Cruzamos el adoquinado y volvemos a la carretera pero mi ritmo no es excesivamente jovial. De aquí a Helsinki son 50km escasos pero el recorrido dista de ser una línea recta y hay que volver a pasar por Sipoo… y los pirineos (el eufemismo que usamos por aquí para designar cualquier repecho de mas de 100 metros de longitud) de Immersby. Además de la lucha física está la batalla mental para lo que solo tienes mantras: “vacía el tarro y que las piernas te lleven”, “vacía el tarro y que las piernas te lleven”….

Más buenas noticias: mientras mi grupo llega al avituallamiento de Hindsby otro grupo que sale por lo que tampoco paro y me acoplo a los nuevos. Los repechos los paso feliz. Con fuerza para pegar un arreón pero me da que me queda poca gasolina por lo que esperaremos por lo menos a cruzar el Angliru (otro eufemismo, claro) de Kuninkaanmäki.

Al final demarro en Viiki aprovechando que alcanzamos a un grupo de media docena que andan un poco fundidos y un cartel que dice que quedan 5km.

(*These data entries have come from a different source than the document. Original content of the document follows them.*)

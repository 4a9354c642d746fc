//! Chartlut Core — color-correction LUT synthesis.
//!
//! Turns a sparse set of color checker correspondences into a dense 3D LUT:
//! normalize and augment the correspondences, fit a radial basis field
//! through them, sample it on a regular grid, and serialize the grid as
//! `.cube`. The same LUT can be pushed through an image. No transport or
//! framework dependencies.

pub mod correction;
pub mod error;
pub mod image;
pub mod pipeline;
pub mod sample;
pub mod transform;

// Re-exports for convenience.
pub use crate::correction::{CorrespondencePair, CorrespondenceSet};
pub use crate::error::LutError;
pub use crate::image::{BitDepth, GradingImage};
pub use crate::pipeline::{apply_lut, generate_cube, generate_lut};
pub use crate::sample::ColorSample;
pub use crate::transform::grid::GridSampler;
pub use crate::transform::lut::Lut3D;
pub use crate::transform::params::{RbfKernel, SynthesisParams};
pub use crate::transform::rbf::ColorField;
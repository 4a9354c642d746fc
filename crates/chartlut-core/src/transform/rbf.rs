//! Radial basis function fit of a smooth color field through correspondences.
//!
//! Three scalar interpolants are fitted, one per output channel, each over the
//! 3D `before` coordinates as centers. For `M` centers the weights solve
//! ```text
//! (Φ − smooth·I) w_c = after_c        Φ[i][j] = φ(‖x_i − x_j‖)
//! ```
//! and the field evaluates as `f_c(x) = Σ w_c[i] φ(‖x − x_i‖)`.
//!
//! The channels share `Φ`, so it is LU-factored once and solved for three
//! right-hand sides. There is no cross-channel coupling.
//!
//! # Complexity
//! - Fit: O(M³) factorization + O(M²) per channel
//! - Evaluate: O(M) per query point

use glam::DVec3;

use crate::correction::CorrespondencePair;
use crate::error::LutError;
use crate::transform::params::{RbfKernel, SynthesisParams};

/// Pivots smaller than this are treated as a singular system.
const PIVOT_EPSILON: f64 = 1e-12;

/// A fitted field ℝ³ → ℝ³, materialized only by evaluation.
#[derive(Debug, Clone)]
pub struct ColorField {
    centers: Vec<DVec3>,
    /// Per-center weights for the R, G and B interpolants.
    weights: Vec<[f64; 3]>,
    kernel: RbfKernel,
    epsilon: f64,
}

impl ColorField {
    /// Fit the field through `pairs` so that `before` maps toward `after`.
    pub fn fit(pairs: &[CorrespondencePair], params: &SynthesisParams) -> Result<Self, LutError> {
        let centers: Vec<DVec3> = pairs
            .iter()
            .map(|p| DVec3::from_array(p.before.components()))
            .collect();

        let distinct = count_distinct(&centers);
        if distinct < 2 {
            return Err(LutError::DegenerateFit(format!(
                "need at least 2 distinct correspondence points, got {distinct}"
            )));
        }

        let n = centers.len();
        let mut matrix = vec![0.0; n * n];
        for i in 0..n {
            for j in 0..n {
                matrix[i * n + j] = params.kernel.eval(centers[i].distance(centers[j]), params.epsilon);
            }
            matrix[i * n + i] -= params.smooth;
        }

        let lu = LuFactors::factor(matrix, n)?;
        let per_channel: [Vec<f64>; 3] = std::array::from_fn(|c| {
            let rhs: Vec<f64> = pairs.iter().map(|p| p.after.0[c]).collect();
            lu.solve(rhs)
        });

        let weights = (0..n)
            .map(|i| [per_channel[0][i], per_channel[1][i], per_channel[2][i]])
            .collect();

        tracing::debug!(centers = n, kernel = params.kernel.label(), "fitted color field");

        Ok(Self {
            centers,
            weights,
            kernel: params.kernel,
            epsilon: params.epsilon,
        })
    }

    /// Number of centers the field was fitted through.
    pub fn center_count(&self) -> usize {
        self.centers.len()
    }

    /// Predicted RGB at a single query point.
    pub fn evaluate(&self, point: [f64; 3]) -> [f64; 3] {
        let x = DVec3::from_array(point);
        let mut out = [0.0; 3];
        for (center, w) in self.centers.iter().zip(&self.weights) {
            let phi = self.kernel.eval(x.distance(*center), self.epsilon);
            out[0] += w[0] * phi;
            out[1] += w[1] * phi;
            out[2] += w[2] * phi;
        }
        out
    }

    /// Predicted RGB for every query point, in order.
    pub fn evaluate_many(&self, points: &[[f64; 3]]) -> Vec<[f64; 3]> {
        points.iter().map(|&p| self.evaluate(p)).collect()
    }
}

fn count_distinct(points: &[DVec3]) -> usize {
    let mut seen: Vec<DVec3> = Vec::new();
    for p in points {
        if !seen.contains(p) {
            seen.push(*p);
            if seen.len() >= 2 {
                break;
            }
        }
    }
    seen.len()
}

/// Dense LU factorization with partial pivoting, row-major.
struct LuFactors {
    lu: Vec<f64>,
    perm: Vec<usize>,
    n: usize,
}

impl LuFactors {
    fn factor(mut a: Vec<f64>, n: usize) -> Result<Self, LutError> {
        let mut perm: Vec<usize> = (0..n).collect();

        for k in 0..n {
            let (pivot_row, pivot_abs) = (k..n)
                .map(|r| (r, a[r * n + k].abs()))
                .fold((k, -1.0), |best, cur| if cur.1 > best.1 { cur } else { best });

            if !(pivot_abs > PIVOT_EPSILON) {
                return Err(LutError::DegenerateFit(format!(
                    "interpolation matrix is singular at column {k}"
                )));
            }

            if pivot_row != k {
                for col in 0..n {
                    a.swap(k * n + col, pivot_row * n + col);
                }
                perm.swap(k, pivot_row);
            }

            let pivot = a[k * n + k];
            for r in (k + 1)..n {
                let factor = a[r * n + k] / pivot;
                a[r * n + k] = factor;
                if factor != 0.0 {
                    for col in (k + 1)..n {
                        a[r * n + col] -= factor * a[k * n + col];
                    }
                }
            }
        }

        Ok(Self { lu: a, perm, n })
    }

    fn solve(&self, b: Vec<f64>) -> Vec<f64> {
        let n = self.n;
        let mut x: Vec<f64> = self.perm.iter().map(|&p| b[p]).collect();

        // Forward substitution with the unit-diagonal L.
        for r in 0..n {
            let mut sum = x[r];
            for c in 0..r {
                sum -= self.lu[r * n + c] * x[c];
            }
            x[r] = sum;
        }
        // Back substitution with U.
        for r in (0..n).rev() {
            let mut sum = x[r];
            for c in (r + 1)..n {
                sum -= self.lu[r * n + c] * x[c];
            }
            x[r] = sum / self.lu[r * n + r];
        }
        x
    }
}

#[cfg(test)]
mod tests {
    use super::*;
    use crate::sample::ColorSample;

    fn pair(b: [f64; 3], a: [f64; 3]) -> CorrespondencePair {
        CorrespondencePair::new(ColorSample(b), ColorSample(a))
    }

    fn exact_params(kernel: RbfKernel) -> SynthesisParams {
        SynthesisParams {
            kernel,
            epsilon: 0.5,
            smooth: 0.0,
            ..Default::default()
        }
    }

    #[test]
    fn test_lu_solves_small_system() {
        // [[2, 1], [4, 3]] x = [3, 7] → x = [1, 1]
        let lu = LuFactors::factor(vec![2.0, 1.0, 4.0, 3.0], 2).unwrap();
        let x = lu.solve(vec![3.0, 7.0]);
        assert!((x[0] - 1.0).abs() < 1e-12 && (x[1] - 1.0).abs() < 1e-12, "{x:?}");
    }

    #[test]
    fn test_lu_detects_singular_matrix() {
        let err = LuFactors::factor(vec![1.0, 2.0, 2.0, 4.0], 2).err().unwrap();
        assert_eq!(err.kind(), "degenerate_fit");
    }

    #[test]
    fn test_fit_without_smoothing_interpolates_centers() {
        let pairs = [
            pair([0.1, 0.2, 0.3], [0.15, 0.2, 0.25]),
            pair([0.8, 0.1, 0.4], [0.7, 0.2, 0.4]),
            pair([0.5, 0.9, 0.2], [0.5, 0.8, 0.3]),
            pair([0.3, 0.6, 0.9], [0.35, 0.55, 0.85]),
        ];
        for kernel in [RbfKernel::Multiquadric, RbfKernel::Gaussian, RbfKernel::Linear] {
            let field = ColorField::fit(&pairs, &exact_params(kernel)).unwrap();
            for p in &pairs {
                let got = field.evaluate(p.before.components());
                for c in 0..3 {
                    assert!(
                        (got[c] - p.after.0[c]).abs() < 1e-8,
                        "{}: channel {c} got {} expected {}",
                        kernel.label(),
                        got[c],
                        p.after.0[c]
                    );
                }
            }
        }
    }

    #[test]
    fn test_channels_are_independent() {
        let base = [
            pair([0.1, 0.1, 0.1], [0.2, 0.3, 0.4]),
            pair([0.9, 0.2, 0.5], [0.8, 0.1, 0.6]),
            pair([0.4, 0.7, 0.3], [0.5, 0.6, 0.2]),
        ];
        let mut changed = base;
        for p in &mut changed {
            p.after.0[2] = 1.0 - p.after.0[2];
        }
        let params = exact_params(RbfKernel::Multiquadric);
        let a = ColorField::fit(&base, &params).unwrap();
        let b = ColorField::fit(&changed, &params).unwrap();
        let q = [0.33, 0.44, 0.55];
        let (fa, fb) = (a.evaluate(q), b.evaluate(q));
        assert!((fa[0] - fb[0]).abs() < 1e-12);
        assert!((fa[1] - fb[1]).abs() < 1e-12);
        assert!((fa[2] - fb[2]).abs() > 1e-6);
    }

    #[test]
    fn test_fit_rejects_fewer_than_two_distinct_centers() {
        let params = SynthesisParams::default();
        assert!(ColorField::fit(&[], &params).is_err());
        let same = [pair([0.5; 3], [0.4; 3]), pair([0.5; 3], [0.6; 3])];
        let err = ColorField::fit(&same, &params).unwrap_err();
        assert_eq!(err.kind(), "degenerate_fit");
    }

    #[test]
    fn test_smoothing_handles_duplicate_centers() {
        // Repeated centers make Φ singular; the smoothing term keeps it solvable.
        let pairs = [
            pair([0.0; 3], [0.0; 3]),
            pair([0.0; 3], [0.0; 3]),
            pair([1.0; 3], [1.0; 3]),
        ];
        let field = ColorField::fit(&pairs, &SynthesisParams::default()).unwrap();
        assert_eq!(field.center_count(), 3);
        assert!(field.evaluate([0.5; 3]).iter().all(|v| v.is_finite()));
    }

    #[test]
    fn test_evaluate_many_preserves_order() {
        let pairs = [pair([0.0; 3], [0.1; 3]), pair([1.0; 3], [0.9; 3])];
        let field = ColorField::fit(&pairs, &exact_params(RbfKernel::Linear)).unwrap();
        let pts = [[0.0; 3], [1.0; 3]];
        let out = field.evaluate_many(&pts);
        assert_eq!(out[0], field.evaluate(pts[0]));
        assert_eq!(out[1], field.evaluate(pts[1]));
    }
}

Éso son 10 minutos con el cardio al rojo. Debería sobrar como así fue.

Moraleja de la historia: el ciclismo es una operacion de especulación energética, un problema matemático de optimización donde el objetivo es arrear lo más deprisa posible sin quedarse sin gasolina antes de meta. Los entendidos lo llaman pájara aunque con tanta primavera encima igual también es una deidad: Cronos. Entrenas, no sales los sábados para estar fresco en la salida larga de los domingos, concibes una estrategia que dice que a 30km/h sin dar relevos en cabeza terminas la prueba en un poquito menos de cinco horitas….

O no.

O se te fastidia el plan maestro, que planear es la manera que tenemos que hacer que las diosas y fortunas del asfalto se descojonen.

Y con la mala leche del momento y tu cara de pocos amigos respiras hondo y te planteas qué hacer, que no es mas que respirar otra vez, emborracharte de decepción, que es en lo que estás sumergido, agachar la cabeza y seguir hacia adelante. Que mañana es otro día y mientras tengas pulso puedes acelerarlo otra vez.

Qué narices, suficientemente familiarizado con ella la decepción nunca deja resaca, sino todo lo contrario.

La próxima historia debería ser mi graduación como Randonneur. Aunque como amenace lluvia me espero al año que viene. Aviso.

ps.- a estas horas, el señor Google, que todo lo sabe, me pide que evalúe mi estancia en el café “Kerkkoon Pumppaamo” porque, claro, pasé 15 minutos allí. “Pumppaamo” en finés es estación de bombeo. A ver quién duda ahora de que haberlas, haylas.